Three officers—Ryan Flanagan, Adam Wright and Adrian Alaniz—fired on Zambrano-Montes. Flanagan and Wright are white, and Alaniz is Hispanic. None of them were wearing body cameras. The shooting was caught on video by a civilian who recorded the incident from about 50 feet away showing Zambrano-Montes was running away from police, either with a rock in his hand or unarmed, and turned to face the officers before he was shot by them. Several weeks prior to the shooting, one of the officers, Adam Wright, had dragged Zambrano-Montes away from his burning rental home.

==Aftermath==
The death of Zambrano-Montes led to criticism by the Mexican government with Mexico's Congress calling the shooting an "act that outrages all Mexicans" and the country's President, Enrique Peña Nieto, condemning the officers' "disproportionate use of lethal force." There were also mass protests in Pasco, with many protesters attending from outside the local community. The Tri-City Herald reported that "turmoil continued in Pasco nearly two weeks after the controversial shooting of Antonio Zambrano-Montes," as protests are not typically of this size in this town. A small ongoing presence of activists was present at the Pasco City Hall.

The three officers involved in the shooting were placed on paid administrative leave. As of February 16, "a multiagency investigation was underway". A local group, Consejo Latino, called for an additional investigation by the United States Department of Justice. There are 68 officers on the police force in Pasco, of whom 14 (21%) are Hispanic. Pasco is 56% Hispanic.

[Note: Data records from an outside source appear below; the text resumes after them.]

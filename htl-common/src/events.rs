//! Event types for the HTL event system
//!
//! Provides shared event definitions and the EventBus used to fan live vote
//! activity out to the tally merger and any connected SSE clients.

use serde::{Deserialize, Serialize};
use tokio::sync::broadcast;
use uuid::Uuid;

/// HTL event types
///
/// Events are broadcast via EventBus and can be serialized for SSE
/// transmission.
#[derive(Debug, Clone, Serialize, Deserialize)]
#[serde(tag = "type")]
pub enum LabEvent {
    /// A vote was durably recorded
    ///
    /// Emitted by the vote store after a successful insert only, never for
    /// a duplicate rejection, so each recorded vote produces exactly one
    /// event. `seq` is the vote row's monotonic sequence; the tally merge
    /// uses it to stay idempotent under replay.
    ///
    /// Triggers:
    /// - Tally merger: apply a +1 increment for (round_id, item_id)
    /// - SSE: update live percentages on all connected UIs
    VoteRecorded {
        /// Monotonic vote sequence (votes.id)
        seq: i64,
        /// Round the vote belongs to
        round_id: String,
        /// Item that was chosen
        item_id: String,
        /// Visitor who voted
        visitor_id: Uuid,
        /// When the vote was recorded
        timestamp: chrono::DateTime<chrono::Utc>,
    },

    /// The local visitor restarted the experiment
    ///
    /// Triggers:
    /// - SSE: reset connected UIs to round one
    SessionReset {
        /// The freshly rotated visitor id
        visitor_id: Uuid,
        /// Session counter after the increment
        session_number: i64,
        /// When the reset happened
        timestamp: chrono::DateTime<chrono::Utc>,
    },
}

impl LabEvent {
    /// Get event type as string for filtering
    pub fn event_type(&self) -> &str {
        match self {
            LabEvent::VoteRecorded { .. } => "VoteRecorded",
            LabEvent::SessionReset { .. } => "SessionReset",
        }
    }
}

/// Central event distribution bus for application-wide events
///
/// The EventBus uses tokio::broadcast internally, providing:
/// - Non-blocking publish (slow subscribers don't block producers)
/// - Multiple concurrent subscribers
/// - Automatic cleanup when subscribers drop
/// - Lagged message detection for slow subscribers
///
/// Dropping a receiver cancels that subscription; there is no separate
/// unsubscribe call.
#[derive(Clone)]
pub struct EventBus {
    tx: broadcast::Sender<LabEvent>,
    capacity: usize,
}

impl EventBus {
    /// Creates a new EventBus with specified channel capacity
    ///
    /// # Arguments
    ///
    /// * `capacity` - Number of events to buffer before dropping old events
    pub fn new(capacity: usize) -> Self {
        let (tx, _) = broadcast::channel(capacity);
        Self { tx, capacity }
    }

    /// Subscribe to all future events
    ///
    /// Returns a receiver that will receive all events emitted after
    /// subscription. Events emitted before subscription are not received.
    pub fn subscribe(&self) -> broadcast::Receiver<LabEvent> {
        self.tx.subscribe()
    }

    /// Emit an event to all subscribers
    ///
    /// Returns `Ok(subscriber_count)` if at least one subscriber exists,
    /// `Err` if no subscribers are listening.
    #[allow(clippy::result_large_err)]
    pub fn emit(&self, event: LabEvent) -> Result<usize, broadcast::error::SendError<LabEvent>> {
        self.tx.send(event)
    }

    /// Emit an event, ignoring if no subscribers are listening
    ///
    /// Used for events where it is acceptable if no component is currently
    /// listening.
    pub fn emit_lossy(&self, event: LabEvent) {
        let _ = self.tx.send(event);
    }

    /// Get the current number of active subscribers
    pub fn subscriber_count(&self) -> usize {
        self.tx.receiver_count()
    }

    /// Get the configured channel capacity
    pub fn capacity(&self) -> usize {
        self.capacity
    }
}

#[cfg(test)]
mod tests {
    use super::*;

    fn vote_event(seq: i64) -> LabEvent {
        LabEvent::VoteRecorded {
            seq,
            round_id: "round-1".to_string(),
            item_id: "a".to_string(),
            visitor_id: Uuid::new_v4(),
            timestamp: chrono::Utc::now(),
        }
    }

    #[test]
    fn test_eventbus_new() {
        let bus = EventBus::new(100);
        assert_eq!(bus.capacity(), 100);
        assert_eq!(bus.subscriber_count(), 0);
    }

    #[test]
    fn test_eventbus_emit_and_receive() {
        let bus = EventBus::new(10);
        let mut rx = bus.subscribe();
        assert_eq!(bus.subscriber_count(), 1);

        bus.emit(vote_event(1)).expect("emit should succeed");

        let received = rx.try_recv().expect("Should receive event");
        assert_eq!(received.event_type(), "VoteRecorded");
    }

    #[test]
    fn test_eventbus_emit_lossy_without_subscribers() {
        let bus = EventBus::new(2);
        // No subscribers; must not panic
        bus.emit_lossy(vote_event(1));
        assert_eq!(bus.subscriber_count(), 0);
    }

    #[test]
    fn test_eventbus_multiple_subscribers() {
        let bus = EventBus::new(10);
        let mut rx1 = bus.subscribe();
        let mut rx2 = bus.subscribe();

        bus.emit(vote_event(7)).expect("emit should succeed");

        assert_eq!(rx1.try_recv().expect("rx1").event_type(), "VoteRecorded");
        assert_eq!(rx2.try_recv().expect("rx2").event_type(), "VoteRecorded");
    }

    #[test]
    fn test_event_serialization_round_trip() {
        let event = vote_event(42);
        let json = serde_json::to_string(&event).expect("serialize");
        assert!(json.contains("\"type\":\"VoteRecorded\""));
        assert!(json.contains("\"seq\":42"));

        let back: LabEvent = serde_json::from_str(&json).expect("deserialize");
        match back {
            LabEvent::VoteRecorded { seq, round_id, item_id, .. } => {
                assert_eq!(seq, 42);
                assert_eq!(round_id, "round-1");
                assert_eq!(item_id, "a");
            }
            _ => panic!("Wrong event type deserialized"),
        }
    }
}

On February 26, a report indicated "The U.S. Attorney's office for Eastern Washington ... [had joined] the FBI in keeping track of the investigation."

As of February 27, 2015, reports indicated that seventeen shots had been fired; there were conflicting reports regarding as to whether autopsy results indicated the victim had been shot in the back. The medical examiner's analysis was expected to be complete in about a month's time; transcripts of witness statements were not expected to be available for several weeks. Zambrano-Montes's family commissioned a third autopsy conducted by forensic pathologist Werner Spitz. A federal mediator from the US Justice Department was dispatched in late March to help to mediate talks between the Pasco police department and local community groups who believe the shooting was unjustified while Zambrano-Montes' widow has called for the three officers to be charged with murder. A request to Governor Jay Inslee by Latino advocacy group Consejo Latino to remove Franklin County Prosecutor Shawn Sant from the investigation was refused, on the basis that prosecutors were obligated to fully investigate and prosecute crimes absent "very specific, tangible, and compelling reasons."

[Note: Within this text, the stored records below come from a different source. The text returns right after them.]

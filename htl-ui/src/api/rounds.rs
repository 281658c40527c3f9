//! Round catalog endpoint

use axum::extract::State;
use axum::Json;
use serde::Serialize;

use crate::AppState;

/// One photo as displayed to this visitor
#[derive(Debug, Serialize)]
pub struct DisplayPhoto {
    pub item_id: &'static str,
    pub src: &'static str,
    /// Position in this visitor's shuffled order, 0-based
    pub position: usize,
    /// Display letter at that position
    pub letter: char,
}

/// One round as displayed to this visitor
///
/// Deliberately excludes the AI pick and rationale: the prediction is only
/// disclosed through the report endpoints after the visitor locks in.
#[derive(Debug, Serialize)]
pub struct DisplayRound {
    pub round_id: &'static str,
    pub number: u32,
    pub title: &'static str,
    pub photos: Vec<DisplayPhoto>,
}

/// GET /api/rounds
///
/// The catalog in play order, each round's photos in this visitor's stable
/// shuffled order.
pub async fn get_rounds(State(state): State<AppState>) -> Json<Vec<DisplayRound>> {
    let session = state.session.lock().await;

    let rounds = state
        .rounds
        .iter()
        .map(|round| {
            let order = session.display_order(round);
            let photos = order
                .iter()
                .enumerate()
                .map(|(position, &item_id)| DisplayPhoto {
                    item_id,
                    src: round
                        .photos
                        .iter()
                        .find(|p| p.id == item_id)
                        .map(|p| p.src)
                        .unwrap_or(""),
                    position,
                    letter: crate::shuffle::DISPLAY_LETTERS
                        .get(position)
                        .copied()
                        .unwrap_or('?'),
                })
                .collect();
            DisplayRound {
                round_id: round.id,
                number: round.number,
                title: round.title,
                photos,
            }
        })
        .collect();

    Json(rounds)
}
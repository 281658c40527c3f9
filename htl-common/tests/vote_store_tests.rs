//! Vote store integration tests
//!
//! Exercises duplicate-insert semantics, the event feed, and the baseline
//! sequence returned by the full read.

use htl_common::db::votes::InsertOutcome;
use htl_common::db::{NewVote, VisitorMeta, VoteStore};
use htl_common::events::{EventBus, LabEvent};
use sqlx::sqlite::SqlitePoolOptions;
use sqlx::SqlitePool;
use std::collections::BTreeMap;
use uuid::Uuid;

async fn setup_store() -> (VoteStore, EventBus) {
    // Single connection: each :memory: connection is its own database
    let pool: SqlitePool = SqlitePoolOptions::new()
        .max_connections(1)
        .connect("sqlite::memory:")
        .await
        .unwrap();
    htl_common::db::init::create_votes_table(&pool).await.unwrap();
    let bus = EventBus::new(64);
    (VoteStore::new(pool, bus.clone()), bus)
}

fn vote(visitor_id: Uuid, round_id: &str, item_id: &str) -> NewVote {
    NewVote {
        visitor_id,
        device_id: Uuid::new_v4(),
        round_id: round_id.to_string(),
        item_id: item_id.to_string(),
        display_position: 0,
        session_number: 1,
        tally_snapshot: BTreeMap::new(),
        display_order: vec!["a".into(), "b".into(), "c".into(), "d".into()],
        decision_time_ms: 1500,
        meta: VisitorMeta::default(),
    }
}

#[tokio::test]
async fn test_insert_records_and_emits_once() {
    let (store, _bus) = setup_store().await;
    let mut rx = store.subscribe_inserts();

    let visitor = Uuid::new_v4();
    let outcome = store.insert(&vote(visitor, "round-1", "a")).await.unwrap();
    let seq = match outcome {
        InsertOutcome::Recorded(seq) => seq,
        InsertOutcome::Duplicate => panic!("first insert must record"),
    };
    assert!(seq > 0);

    match rx.try_recv().expect("one event for the insert") {
        LabEvent::VoteRecorded { seq: event_seq, round_id, item_id, .. } => {
            assert_eq!(event_seq, seq);
            assert_eq!(round_id, "round-1");
            assert_eq!(item_id, "a");
        }
        other => panic!("unexpected event {:?}", other),
    }
    assert!(rx.try_recv().is_err(), "exactly one event per insert");
}

#[tokio::test]
async fn test_duplicate_insert_is_noop_without_event() {
    let (store, _bus) = setup_store().await;

    let visitor = Uuid::new_v4();
    store.insert(&vote(visitor, "round-1", "a")).await.unwrap();

    let mut rx = store.subscribe_inserts();
    // Same (visitor, round), even with a different item: rejected, benign
    let outcome = store.insert(&vote(visitor, "round-1", "b")).await.unwrap();
    assert_eq!(outcome, InsertOutcome::Duplicate);
    assert!(rx.try_recv().is_err(), "duplicates must not emit events");

    // Tally source still shows exactly one vote
    let (rows, _) = store.query_all().await.unwrap();
    assert_eq!(rows.len(), 1);
    assert_eq!(rows[0].item_id, "a", "the original vote stands");
}

#[tokio::test]
async fn test_query_all_baseline_covers_prior_inserts() {
    let (store, _bus) = setup_store().await;

    let mut last_seq = 0;
    for i in 0..3 {
        let outcome = store
            .insert(&vote(Uuid::new_v4(), "round-1", ["a", "b", "a"][i]))
            .await
            .unwrap();
        if let InsertOutcome::Recorded(seq) = outcome {
            last_seq = seq;
        }
    }

    let (rows, baseline) = store.query_all().await.unwrap();
    assert_eq!(rows.len(), 3);
    assert_eq!(baseline, last_seq, "baseline is the max recorded sequence");
}

#[tokio::test]
async fn test_votes_for_visitor_orders_by_insert() {
    let (store, _bus) = setup_store().await;
    let visitor = Uuid::new_v4();

    store.insert(&vote(visitor, "round-1", "c")).await.unwrap();
    store.insert(&vote(visitor, "round-2", "d")).await.unwrap();
    // Someone else's vote must not show up
    store.insert(&vote(Uuid::new_v4(), "round-1", "a")).await.unwrap();

    let mine = store.votes_for_visitor(visitor).await.unwrap();
    assert_eq!(mine.len(), 2);
    assert_eq!(mine[0].round_id, "round-1");
    assert_eq!(mine[1].round_id, "round-2");
}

Shawn Sant—along with Michael C. Ormsby, United States Attorney for the Eastern District of Washington—declined to file charges against the three officers, stating that the officers acted in good faith and without malice. Ryan Flanagan left the police department in July 2015 while on administrative leave. The other two officers, Adam Wright and Adrian Alaniz, eventually returned to duty.

===Civil lawsuit===
In 2015, the family of Zambrano filed a $25 million claim in federal court against the city of Pasco claiming excessive force led to his death. The family hired civil rights attorney Benjamin Crump who also represented the family of Trayvon Martin in Sanford, Florida and the family of Michael Brown in Ferguson, Missouri; and Jose Baez, who represented Casey Anthony. The family later accepted a $700,000 settlement which was divided among Zambrano's two daughters, parents and widow.